Hacker News new | ask | show | jobs
by shevy-java 229 days ago
That's pretty cool. I think it should all be bundled into scummvm, or an extension of this such as scummvm-history or scummvm-preservation. We could bundle all games ever written, with a focus on older games; and ensure they are playable (be it either by released-to-the-public, or people having privately owned copies - the point is more than an engine should be able to make them playable on a modern computer. And yes, we have hardware emulators, I get it, but I am thinking here more of making sure that the code would still work as is on any computer system really, with a focus on omdern systems.)
2 comments

Not exactly what you ask, but for example, for unix textual games, Debian (the GNU/Linux distribution I know best) provides the package called bsdgames: https://packages.debian.org/source/sid/bsdgames where many games like this are provided https://salsa.debian.org/games-team/bsdgames

The thing is that list is not constant and is changing overtime, depending on the usage, demand, and effort to maintain them from the debian maintainers.

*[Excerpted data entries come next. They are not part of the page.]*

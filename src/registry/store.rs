//! Subscriber registry implementation
//!
//! Tracks every live push-channel subscriber and fans accepted updates out to
//! all of them. Delivery is per-subscriber and independent: each subscriber
//! owns a bounded mpsc channel, and `broadcast` only ever `try_send`s, so a
//! slow or dead subscriber can never block the producer or its peers.

use std::collections::HashMap;
use std::sync::atomic::{AtomicU64, Ordering};

use tokio::sync::{mpsc, RwLock};

use super::config::RegistryConfig;
use crate::message::PushMessage;

/// Opaque handle identifying one registered subscriber.
#[derive(Debug, Clone, Copy, PartialEq, Eq, Hash)]
pub struct SubscriberHandle(u64);

impl SubscriberHandle {
    pub fn id(&self) -> u64 {
        self.0
    }
}

/// Registry of currently connected push-channel subscribers
///
/// Thread-safe via `RwLock`. Broadcasting takes the read lock and never
/// awaits while holding it; removal of dead subscribers happens afterwards
/// under the write lock.
pub struct SubscriberRegistry {
    subscribers: RwLock<HashMap<u64, mpsc::Sender<PushMessage>>>,
    next_id: AtomicU64,
    config: RegistryConfig,
}

impl SubscriberRegistry {
    /// Create a new registry with default configuration
    pub fn new() -> Self {
        Self::with_config(RegistryConfig::default())
    }

    /// Create a new registry with custom configuration
    pub fn with_config(config: RegistryConfig) -> Self {
        Self {
            subscribers: RwLock::new(HashMap::new()),
            next_id: AtomicU64::new(1),
            config,
        }
    }

    /// Get the registry configuration
    pub fn config(&self) -> &RegistryConfig {
        &self.config
    }

    /// Add a subscriber to the live set.
    ///
    /// Returns the handle to unregister with and the receiving end of the
    /// subscriber's channel. Registration is valid mid-broadcast; the new
    /// subscriber sees every broadcast that starts after this call returns.
    pub async fn register(&self) -> (SubscriberHandle, mpsc::Receiver<PushMessage>) {
        let id = self.next_id.fetch_add(1, Ordering::Relaxed);
        let (tx, rx) = mpsc::channel(self.config.channel_capacity.max(1));

        let mut subscribers = self.subscribers.write().await;
        subscribers.insert(id, tx);

        tracing::info!(
            subscriber_id = id,
            subscribers = subscribers.len(),
            "Subscriber registered"
        );

        (SubscriberHandle(id), rx)
    }

    /// Remove a subscriber. Idempotent; returns false if the handle was
    /// already gone (e.g. dropped by a broadcast that found it dead).
    pub async fn unregister(&self, handle: SubscriberHandle) -> bool {
        let mut subscribers = self.subscribers.write().await;
        let removed = subscribers.remove(&handle.id()).is_some();

        if removed {
            tracing::info!(
                subscriber_id = handle.id(),
                subscribers = subscribers.len(),
                "Subscriber unregistered"
            );
        }

        removed
    }

    /// Deliver `message` to every currently registered subscriber.
    ///
    /// Best-effort fan-out: a subscriber whose channel is full or closed is
    /// dropped from the registry on the spot, never retried. Returns the
    /// number of subscribers the message was handed to. The producer never
    /// sees a failure.
    pub async fn broadcast(&self, message: PushMessage) -> usize {
        let mut dead = Vec::new();
        let delivered = {
            let subscribers = self.subscribers.read().await;
            let mut delivered = 0;

            for (&id, tx) in subscribers.iter() {
                match tx.try_send(message.clone()) {
                    Ok(()) => delivered += 1,
                    Err(mpsc::error::TrySendError::Full(_)) => {
                        tracing::warn!(subscriber_id = id, "Subscriber buffer full, dropping");
                        dead.push(id);
                    }
                    Err(mpsc::error::TrySendError::Closed(_)) => {
                        tracing::debug!(subscriber_id = id, "Subscriber channel closed");
                        dead.push(id);
                    }
                }
            }

            delivered
        };

        if !dead.is_empty() {
            let mut subscribers = self.subscribers.write().await;
            for id in dead {
                subscribers.remove(&id);
            }
        }

        tracing::debug!(delivered = delivered, "Broadcast fan-out");
        delivered
    }

    /// Number of currently registered subscribers
    pub async fn subscriber_count(&self) -> usize {
        self.subscribers.read().await.len()
    }
}

impl Default for SubscriberRegistry {
    fn default() -> Self {
        Self::new()
    }
}

#[cfg(test)]
mod tests {
    use super::*;
    use crate::state::TransportState;

    fn state_message(bar: u32) -> PushMessage {
        PushMessage::State(TransportState {
            bar,
            ..TransportState::default()
        })
    }

    #[tokio::test]
    async fn test_register_and_count() {
        let registry = SubscriberRegistry::new();
        assert_eq!(registry.subscriber_count().await, 0);

        let (h1, _rx1) = registry.register().await;
        let (h2, _rx2) = registry.register().await;

        assert_ne!(h1, h2);
        assert_eq!(registry.subscriber_count().await, 2);
    }

    #[tokio::test]
    async fn test_broadcast_reaches_all() {
        let registry = SubscriberRegistry::new();
        let (_h1, mut rx1) = registry.register().await;
        let (_h2, mut rx2) = registry.register().await;
        let (_h3, mut rx3) = registry.register().await;

        let delivered = registry.broadcast(state_message(9)).await;
        assert_eq!(delivered, 3);

        for rx in [&mut rx1, &mut rx2, &mut rx3] {
            let msg = rx.recv().await.unwrap();
            assert_eq!(msg, state_message(9));
        }
    }

    #[tokio::test]
    async fn test_broadcast_preserves_order() {
        let registry = SubscriberRegistry::new();
        let (_h, mut rx) = registry.register().await;

        for bar in 1..=5 {
            registry.broadcast(state_message(bar)).await;
        }

        for bar in 1..=5 {
            assert_eq!(rx.recv().await.unwrap(), state_message(bar));
        }
    }

    #[tokio::test]
    async fn test_unregister_idempotent() {
        let registry = SubscriberRegistry::new();
        let (handle, _rx) = registry.register().await;

        assert!(registry.unregister(handle).await);
        assert!(!registry.unregister(handle).await);
        assert_eq!(registry.subscriber_count().await, 0);
    }

    #[tokio::test]
    async fn test_dead_subscriber_dropped_without_error() {
        let registry = SubscriberRegistry::new();
        let (_h1, rx1) = registry.register().await;
        let (_h2, mut rx2) = registry.register().await;

        // Simulate a disconnected subscriber
        drop(rx1);

        let delivered = registry.broadcast(state_message(2)).await;
        assert_eq!(delivered, 1);
        assert_eq!(registry.subscriber_count().await, 1);

        // The live subscriber still gets the message
        assert_eq!(rx2.recv().await.unwrap(), state_message(2));
    }

    #[tokio::test]
    async fn test_full_buffer_subscriber_dropped() {
        let registry =
            SubscriberRegistry::with_config(RegistryConfig::default().channel_capacity(1));
        let (_h, mut rx) = registry.register().await;

        registry.broadcast(state_message(1)).await;
        // Second broadcast finds the 1-slot buffer full
        let delivered = registry.broadcast(state_message(2)).await;

        assert_eq!(delivered, 0);
        assert_eq!(registry.subscriber_count().await, 0);

        // The dropped subscriber drains what it got, then sees closure
        assert_eq!(rx.recv().await.unwrap(), state_message(1));
        assert!(rx.recv().await.is_none());
    }

    #[tokio::test]
    async fn test_broadcast_with_no_subscribers() {
        let registry = SubscriberRegistry::new();
        assert_eq!(registry.broadcast(state_message(1)).await, 0);
    }
}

I am wondering if such a collection, no matter the license, and no matter the status of the codebase is maintained somewhere (for specific unix/bsd/linux text based games)

BSD games are part of the base TGZ's from OpenBSD. They are perfect to test new cases (pledge, unveil...) without making dangerous experiments with core OS tools.
ScummVM doesn't work that way. It needs an engine per game engine.